Let’s turn back the clock to 2016.

Back then, the Globalization Services team was analyzing customer voice by going through support tickets manually. With more than 100,000 a year, it gave us plenty of opportunity to learn about our customers and their needs, but it was a time-consuming process. And we found that more than half our support tickets were related to globalization requirements.

Thanks to artificial intelligence and natural language processing, we’ve been able to analyze customer voice and dig deeper into globalization issues. We leveraged the data from our manual analysis of data from 2016 and 2017 to build a decision engine powered by machine learning.

Our algorithm is shown in the flow chart above (click the image for a larger view). We train our model with historical customer data and use it to classify customer data and determine the relevance to globalization requirements.

How do we train it? First, we clean the text samples by removing items that won’t be helpful in future analyses. Then, we extract features that help to distinguish the data samples from each other. Data samples are then aligned with these features, which results in numeric vectors. The model learns the rules from those samples, saving them for future use, and we end up with a trained random forest model.

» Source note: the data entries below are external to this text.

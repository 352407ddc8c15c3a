//! Connection lifecycle callbacks.
//!
//! ```rust,no_run
//! use roundtable::connection::EventHandlers;
//!
//! let handlers = EventHandlers::new()
//!     .on_connect(|| println!("connected"))
//!     .on_disconnect(|reason| println!("disconnected: {reason}"))
//!     .on_error(|err| eprintln!("error (recoverable={}): {err}", err.recoverable))
//!     .on_event(|event| println!("event: {}", event.kind()));
//! ```

use std::fmt;
use std::sync::Arc;

use crate::model::ServerEvent;

/// Why a connection closed.
#[derive(Debug, Clone, PartialEq, Eq)]
pub struct DisconnectReason {
    pub message: String,
}

impl DisconnectReason {
    pub fn new(message: impl Into<String>) -> Self {
        Self {
            message: message.into(),
        }
    }
}

impl fmt::Display for DisconnectReason {
    fn fmt(&self, f: &mut fmt::Formatter<'_>) -> fmt::Result {
        f.write_str(&self.message)
    }
}

/// Error information passed to `on_error` and kept as the last error.
#[derive(Debug, Clone, PartialEq, Eq)]
pub struct ConnectionError {
    pub message: String,
    /// False once automatic recovery has given up.
    pub recoverable: bool,
}

impl ConnectionError {
    pub fn new(message: impl Into<String>, recoverable: bool) -> Self {
        Self {
            message: message.into(),
            recoverable,
        }
    }
}

impl fmt::Display for ConnectionError {
    fn fmt(&self, f: &mut fmt::Formatter<'_>) -> fmt::Result {
        f.write_str(&self.message)
    }
}

pub type OnConnectCallback = Arc<dyn Fn() + Send + Sync>;
pub type OnDisconnectCallback = Arc<dyn Fn(DisconnectReason) + Send + Sync>;
pub type OnErrorCallback = Arc<dyn Fn(ConnectionError) + Send + Sync>;
pub type OnEventCallback = Arc<dyn Fn(ServerEvent) + Send + Sync>;

/// Optional callbacks invoked from the connection task, in transport order.
#[derive(Clone, Default)]
pub struct EventHandlers {
    on_connect: Option<OnConnectCallback>,
    on_disconnect: Option<OnDisconnectCallback>,
    on_error: Option<OnErrorCallback>,
    on_event: Option<OnEventCallback>,
}

impl fmt::Debug for EventHandlers {
    fn fmt(&self, f: &mut fmt::Formatter<'_>) -> fmt::Result {
        f.debug_struct("EventHandlers")
            .field("on_connect", &self.on_connect.is_some())
            .field("on_disconnect", &self.on_disconnect.is_some())
            .field("on_error", &self.on_error.is_some())
            .field("on_event", &self.on_event.is_some())
            .finish()
    }
}

impl EventHandlers {
    pub fn new() -> Self {
        Self::default()
    }

    pub fn on_connect(mut self, f: impl Fn() + Send + Sync + 'static) -> Self {
        self.on_connect = Some(Arc::new(f));
        self
    }

    pub fn on_disconnect(mut self, f: impl Fn(DisconnectReason) + Send + Sync + 'static) -> Self {
        self.on_disconnect = Some(Arc::new(f));
        self
    }

    pub fn on_error(mut self, f: impl Fn(ConnectionError) + Send + Sync + 'static) -> Self {
        self.on_error = Some(Arc::new(f));
        self
    }

    /// Application events. Heartbeat frames are never delivered here.
    pub fn on_event(mut self, f: impl Fn(ServerEvent) + Send + Sync + 'static) -> Self {
        self.on_event = Some(Arc::new(f));
        self
    }

    pub fn has_any(&self) -> bool {
        self.on_connect.is_some()
            || self.on_disconnect.is_some()
            || self.on_error.is_some()
            || self.on_event.is_some()
    }

    pub(crate) fn emit_connect(&self) {
        if let Some(cb) = &self.on_connect {
            cb();
        }
    }

    pub(crate) fn emit_disconnect(&self, reason: DisconnectReason) {
        if let Some(cb) = &self.on_disconnect {
            cb(reason);
        }
    }

    pub(crate) fn emit_error(&self, error: ConnectionError) {
        if let Some(cb) = &self.on_error {
            cb(error);
        }
    }

    pub(crate) fn emit_event(&self, event: ServerEvent) {
        if let Some(cb) = &self.on_event {
            cb(event);
        }
    }
}

#[cfg(test)]
mod tests {
    use super::*;
    use std::sync::atomic::{AtomicUsize, Ordering};

    #[test]
    fn test_builder_registers_callbacks() {
        assert!(!EventHandlers::new().has_any());

        let hits = Arc::new(AtomicUsize::new(0));
        let (a, b) = (hits.clone(), hits.clone());
        let handlers = EventHandlers::new()
            .on_connect(move || {
                a.fetch_add(1, Ordering::SeqCst);
            })
            .on_event(move |event| {
                assert_eq!(event.kind(), "typing_stop");
                b.fetch_add(10, Ordering::SeqCst);
            });
        assert!(handlers.has_any());

        handlers.emit_connect();
        handlers.emit_event(ServerEvent::TypingStop);
        // unregistered hooks are no-ops
        handlers.emit_error(ConnectionError::new("boom", true));
        handlers.emit_disconnect(DisconnectReason::new("bye"));

        assert_eq!(hits.load(Ordering::SeqCst), 11);
    }
}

The chart below shows the prediction process (click the image for a larger view). Customer data gets processed and, after feature extraction, is represented with numeric vectors. The vectors go to our random forest model, which enables us to identify whether the customer data is related to a globalization issue.

The tuning of the classification algorithm is an ongoing process, but we’re analyzing tickets with increasing accuracy and created a dashboard (see the image below) to track the data. We’re hoping to exceed 85 percent accuracy by year-end across all product lines. The algorithm also enables rapid analysis — more than 27,000 tickets in three hours—and it’s helping to shape our products. For example, we created a time zone health check tool, so customers can identify issues related to time zone settings. We’re expecting it to lead to an 8 percent decrease in globalization-related customer support issues.

You have to listen to the customer to deliver a high-quality user experience. By using machine learning, we’re able to dig deeper into our customers’ challenges faster and ensure our products meet their globalization requirements.